Eines Morgens, als die Kinder in der Schule waren, machte sie es sich gemütlich und hoffte auf eine wundervolle stille „Gebetssitzung" mit Gott. Doch kaum saß sie auf dem Sofa, da stand ein Mann, der in ihrer Straße wohnte, vor der Tür. Ihm war gerade mitgeteilt worden, er habe eine tödliche Krankheit — und nun wollte er mit Anni über Gott sprechen. Und so erzählte sie ihm während der nächsten zwei Stunden von dem, was sie aus der Bibel und aus Wissenschaft und Gesundheit gelernt hatte. Als er ging, war er von neuem Mut und neuer Hoffnung erfüllt.
„Endlich!" dachte Anni. „Nun kann ich anfangen zu beten. "Aber es waren noch keine zehn Minuten vergangen, als wieder jemand aus der Nachbarschaft — diesmal eine Frau mit Familienproblemen — an die Tür klopfte. Und so konzentrierte sich Anni nun ganz darauf, ihr zu helfen. Den Rest des Vormittags sprachen sie darüber, dass es — mit Gott — immer einen Weg gibt, auf dem es vorangeht. Immer sind Gottes Trost und Seine Liebe bei uns.
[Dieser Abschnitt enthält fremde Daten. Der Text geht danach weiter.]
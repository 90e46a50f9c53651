use super::message_builder::OutboundQuery;
use hickory_proto::op::{Message, MessageType, ResponseCode};
use hickory_proto::rr::{Name, RData, Record, RecordType};
use rsdns_domain::DomainError;
use std::net::IpAddr;
use tracing::debug;

/// Longest CNAME chain followed inside a single answer section.
const MAX_INLINE_CNAME_HOPS: usize = 16;

/// Delegation to a zone closer to the query name.
#[derive(Debug, Clone, PartialEq, Eq)]
pub struct Referral {
    pub zone: Name,
    pub nameservers: Vec<Name>,
    /// Glue addresses from the additional section, only for listed nameservers
    pub glue: Vec<(Name, IpAddr)>,
}

impl Referral {
    pub fn glue_for(&self, ns: &Name) -> impl Iterator<Item = IpAddr> + '_ {
        let ns = ns.clone();
        self.glue
            .iter()
            .filter(move |(name, _)| *name == ns)
            .map(|(_, ip)| *ip)
    }
}

/// What an upstream reply means for the iteration.
#[derive(Debug, Clone, PartialEq, Eq)]
pub enum ResponseKind {
    Answer,
    /// The answer section aliases the name but does not contain the target's data.
    Cname { target: Name },
    Referral(Referral),
    NxDomain,
    NoData,
    /// The server is not useful for this name; counts as a failure of the server.
    Lame(String),
}

pub struct ResponseParser;

impl ResponseParser {
    /// Check that a reply belongs to `query`: same id, QR set, same opcode
    /// and the same question.
    pub fn validate_reply(query: &OutboundQuery, reply: &Message) -> Result<(), DomainError> {
        if reply.id() != query.id {
            return Err(DomainError::InvalidDnsResponse(format!(
                "Reply id {} does not match query id {}",
                reply.id(),
                query.id
            )));
        }
        if reply.message_type() != MessageType::Response {
            return Err(DomainError::InvalidDnsResponse(
                "Reply does not have QR set".into(),
            ));
        }
        if reply.op_code() != query.message.op_code() {
            return Err(DomainError::InvalidDnsResponse(format!(
                "Reply opcode {:?} does not match query",
                reply.op_code()
            )));
        }
        if reply.queries() != query.message.queries() {
            return Err(DomainError::InvalidDnsResponse(
                "Reply question does not match query".into(),
            ));
        }
        Ok(())
    }

    /// Classify a validated reply to `(qname, qtype)` received from a server
    /// serving `current_zone`. `recursive` is set when the server was asked
    /// to recurse, so its negatives need not be authoritative.
    pub fn classify(
        reply: &Message,
        qname: &Name,
        qtype: RecordType,
        current_zone: &Name,
        recursive: bool,
    ) -> ResponseKind {
        let rcode = reply.response_code();
        if rcode == ResponseCode::NXDomain {
            if !recursive && !reply.authoritative() && !Self::has_soa(reply) {
                return ResponseKind::Lame("non-authoritative NXDOMAIN".into());
            }
            return ResponseKind::NxDomain;
        }
        if rcode != ResponseCode::NoError {
            return ResponseKind::Lame(format!("rcode {}", Self::rcode_to_status(rcode)));
        }

        let mut owner = qname.clone();
        for _ in 0..MAX_INLINE_CNAME_HOPS {
            let answered = reply.answers().iter().any(|r| {
                r.name() == &owner && (qtype == RecordType::ANY || r.record_type() == qtype)
            });
            if answered {
                return ResponseKind::Answer;
            }
            let next = reply
                .answers()
                .iter()
                .filter(|r| r.name() == &owner)
                .find_map(|r| match r.data() {
                    Some(RData::CNAME(cname)) => Some(cname.0.clone()),
                    _ => None,
                });
            match next {
                Some(target) => owner = target,
                None => break,
            }
        }
        if &owner != qname {
            debug!(name = %qname, target = %owner, "CNAME chain leaves the answer section");
            return ResponseKind::Cname { target: owner };
        }

        if Self::has_soa(reply) {
            return ResponseKind::NoData;
        }

        if let Some(referral) = Self::extract_referral(reply) {
            let closer = referral.zone.num_labels() > current_zone.num_labels()
                && current_zone.zone_of(&referral.zone)
                && referral.zone.zone_of(qname);
            if closer {
                return ResponseKind::Referral(referral);
            }
            if reply.authoritative() {
                return ResponseKind::NoData;
            }
            return ResponseKind::Lame(format!(
                "referral to {} is not closer than {}",
                referral.zone, current_zone
            ));
        }

        if reply.authoritative() || reply.recursion_available() {
            ResponseKind::NoData
        } else {
            ResponseKind::Lame("empty non-authoritative reply".into())
        }
    }

    fn has_soa(reply: &Message) -> bool {
        reply
            .name_servers()
            .iter()
            .any(|r| r.record_type() == RecordType::SOA)
    }

    fn extract_referral(reply: &Message) -> Option<Referral> {
        let zone = reply
            .name_servers()
            .iter()
            .find(|r| r.record_type() == RecordType::NS)?
            .name()
            .clone();

        let nameservers: Vec<Name> = reply
            .name_servers()
            .iter()
            .filter(|r| r.name() == &zone)
            .filter_map(|r| match r.data() {
                Some(RData::NS(ns)) => Some(ns.0.clone()),
                _ => None,
            })
            .collect();

        let glue = reply
            .additionals()
            .iter()
            .filter(|r| nameservers.contains(r.name()))
            .filter_map(|r| address_of(r).map(|ip| (r.name().clone(), ip)))
            .collect();

        Some(Referral {
            zone,
            nameservers,
            glue,
        })
    }

    /// Smallest TTL in the answer section.
    pub fn answer_ttl(reply: &Message) -> Option<u32> {
        reply.answers().iter().map(Record::ttl).min()
    }

    /// min(SOA TTL, SOA MINIMUM) from the authority section.
    pub fn soa_negative_ttl(reply: &Message) -> Option<u32> {
        reply.name_servers().iter().find_map(|r| match r.data() {
            Some(RData::SOA(soa)) => Some(soa.minimum().min(r.ttl())),
            _ => None,
        })
    }

    /// Addresses in the answer section owned by `name`.
    pub fn addresses(reply: &Message, name: &Name) -> Vec<IpAddr> {
        reply
            .answers()
            .iter()
            .filter(|r| r.name() == name)
            .filter_map(address_of)
            .collect()
    }

    pub fn rcode_to_status(rcode: ResponseCode) -> &'static str {
        match rcode {
            ResponseCode::NoError => "NOERROR",
            ResponseCode::NXDomain => "NXDOMAIN",
            ResponseCode::ServFail => "SERVFAIL",
            ResponseCode::Refused => "REFUSED",
            ResponseCode::NotImp => "NOTIMP",
            ResponseCode::FormErr => "FORMERR",
            _ => "UNKNOWN",
        }
    }
}

pub fn address_of(record: &Record) -> Option<IpAddr> {
    match record.data() {
        Some(RData::A(a)) => Some(IpAddr::V4(a.0)),
        Some(RData::AAAA(aaaa)) => Some(IpAddr::V6(aaaa.0)),
        _ => None,
    }
}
Endlich — es war schon Mittag — war Anni allein. Und da wurde ihr bewusst, dass sie geheilt war. Während all dem, was an diesem Morgen in ihrem Wohnzimmer geschehen war, war sie geheilt worden. Zuerst schien ihr das einfach unverständlich. Sie hatte ja nicht einmal Zeit zum Beten gehabt!
Aber dann reimte sie sich alles zusammen. Wahrscheinlich hatte sie eben doch gebetet. Vielleicht hatte Gebet viel mehr damit zu tun, dass wir etwas für andere tun, als dass wir still auf unserem Stuhl sitzen und meditieren. Es hatte vielleicht mehr mit einem „Nachaußen-Wenden" zu tun als mit einem „Nach-innen-Wenden". Vielleicht beten wir dann am besten, wenn wir nichts inniger wünschen, als anderen helfen zu können, ja wenn uns das so sehr ein Bedürfnis ist, dass wir alles andere stehen und liegen lassen, um jemandem die Tatsachen des wahren Lebens nahezubringen, und zwar so, dass der andere — und man selber — sich völlig in Gottes Liebe eingehüllt fühlen.
Die Praktikerin stimmte Anni da völlig zu. Gemeinsam erinnerten sie sich an das, was Mrs. Eddy in Wissenschaft und Gesundheit über Gebet sagt: „Alle Gebete lassen sich durch die Antwort auf folgende Fragen überprüfen: Lieben wir unseren Nächsten mehr durch diese Bitte? Gehen wir der alten Selbstsucht nach, zufrieden, dass wir um etwas Besseres gebetet haben, obwohl wir keinen Beweis für die Aufrichtigkeit unserer Bitten liefern, indem wir in Übereinstimmung mit unserem Gebet leben?"Wissenschaft und Gesundheit, S.9.
Solche Fragen — darüber waren sich beide einig — sind eine offene Einladung zu einem Gebet, das GOTT- orientiert, nicht ich-orientiert ist. Zu einem Gebet, das alle einschließt. Einem Gebet, das heilt.